So many things running through my mind I just had to have a place to write it all down! And yet, there is NOTHING going on in my life haha.
School started up again for me last month and it’s been pretty tough. The workload is vicious and it didn’t help that I got a tooth abscess, cold, and my period within 3 weeks. It was like torture in hell for me. I seriously feel like 2010 will not be a good year for me! Now I’m feeling okay I suppose, although I did just start this new diet with this pill called Beautiful Slim Body which is supposed to work wonders. It kind of makes me tired sometimes but I’m eating less so that’s a good thing. I wish I had the motivation to start working out again though. I’ve been so super lazy and time is running out!!
Anyway, I’ve been mostly cooped up in my apartment this past month except when I have to go to class or the clinical. I really just can’t stand to be around people anymore. Even when my friends call me out it’s nice, but then there’s nothing to talk about so I just feel like an empty chair. I think I’m just so sick of this place all I really want to do is go home and be with my family. I just have to keep thinking that one day we will be together in Miami and then we can go to Disney World and just spend a nice couple months together like a real family. I miss that…
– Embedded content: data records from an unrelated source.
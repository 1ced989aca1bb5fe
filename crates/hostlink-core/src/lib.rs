//! # hostlink-core
//!
//! Translation layer between a synchronous, pull-based host debugging
//! protocol and an asynchronous native debugging backend.
//!
//! The host dictates a fixed integration contract: blocking calls,
//! cursor-based batch enumeration, exception policy expressed as generic
//! notifications. The backend speaks the opposite dialect: async child
//! lookups, process-level signal dispositions, free-form text-annotated
//! events. This crate reconciles the two with three independent adapters:
//!
//! - [`children`]: exposes an async, dynamically-sized child collection
//!   through the host's synchronous count/next/reset/skip protocol.
//! - [`exceptions`]: maps host exception notifications onto the native
//!   signal table and keeps the backend's stop/continue policy in sync.
//! - [`payload`]: recovers machine-readable payloads embedded in the
//!   backend's free-text event descriptions.
//!
//! Supporting pieces: [`exec`] provides the single sync-over-async bridge
//! the adapters share, [`signals`] the immutable per-session signal
//! catalog, and [`events`] the background subscriber that drains the
//! backend's listener and republishes typed events.
//!
//! The adapters share no state and are composed by a surrounding engine.

pub mod children;
pub mod error;
pub mod events;
pub mod exceptions;
pub mod exec;
pub mod payload;
pub mod signals;

pub use children::{BatchStatus, ChildEnumerator, ChildPropertyInfo, ChildrenProvider};
// Re-export commonly used types
pub use error::{EngineError, Result};
pub use events::{BackendListener, EngineEvent, EventSubscriber};
pub use exceptions::{ExceptionNotification, ExceptionTranslator, SignalController, SourceId};
pub use exec::BlockingExecutor;
pub use payload::{EventDescriptionParser, FileProcessingMethod, FileProcessingUpdate};
pub use signals::{default_catalog, Signal, SignalCatalog};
Lately I’ve been throwing myself into the world of my shows. Catching up on all the hottest shows and my favorites. Every time I see something that piques my interest I want to do something about it, like report on it or start something BIG so that people can follow me!! And then I see that someone else is already one step ahead of me and it doing it well so that I wouldn’t even stand a chance to compete. I supposedly still work for BAE & RPF but I feel like there’s nothing really to say there anymore. Occasionally I’ll do something for BAE if it’s really important to me but I’m seriously lacking at RPF which is probably why the owner never made me a co-web, but it is what it is.
Okay, getting to the point, I am to hooked on Grey’s Anatomy right now. Currently watching season 5 and still loving it. I used to not even want to touch it because I thought it was just all about the drama and nothing really medical in it, plus I’m a huge fan of House and it just felt like competition to me. But after surfing the tube and coming across a couple re-runs I was hooked and now I’m not ashamed to admit it, haha. I got my husband to watch Vampire Diairies and now he’s hooked on that. It is getting better with each episode, I must admit, the men are sexy, the storyline is good, and the drama is well-played. And of course there’s the usual slew of shows I know and love like The Big Band Theory, HIMYM, House, etc. I know I should be studying, but honestly I just need a break from reality and get lost in my shows every now and then. It’s the only way I stay sane here.
I’m very excited that I might be able to make a connection with Emily Giffin, who is a best-selling author of some of my favorite books. Her book “Something Borrowed” is being made into a movie and I thought I’d try to reach out to her and see if I could be a contact for the latest news and interviews. Just a little project I’m working on. It would be nice to start something before others do so I feel like I have some place in this internet frenzy. I don’t know why I care about it so much, but I do, even when I try not to, I do.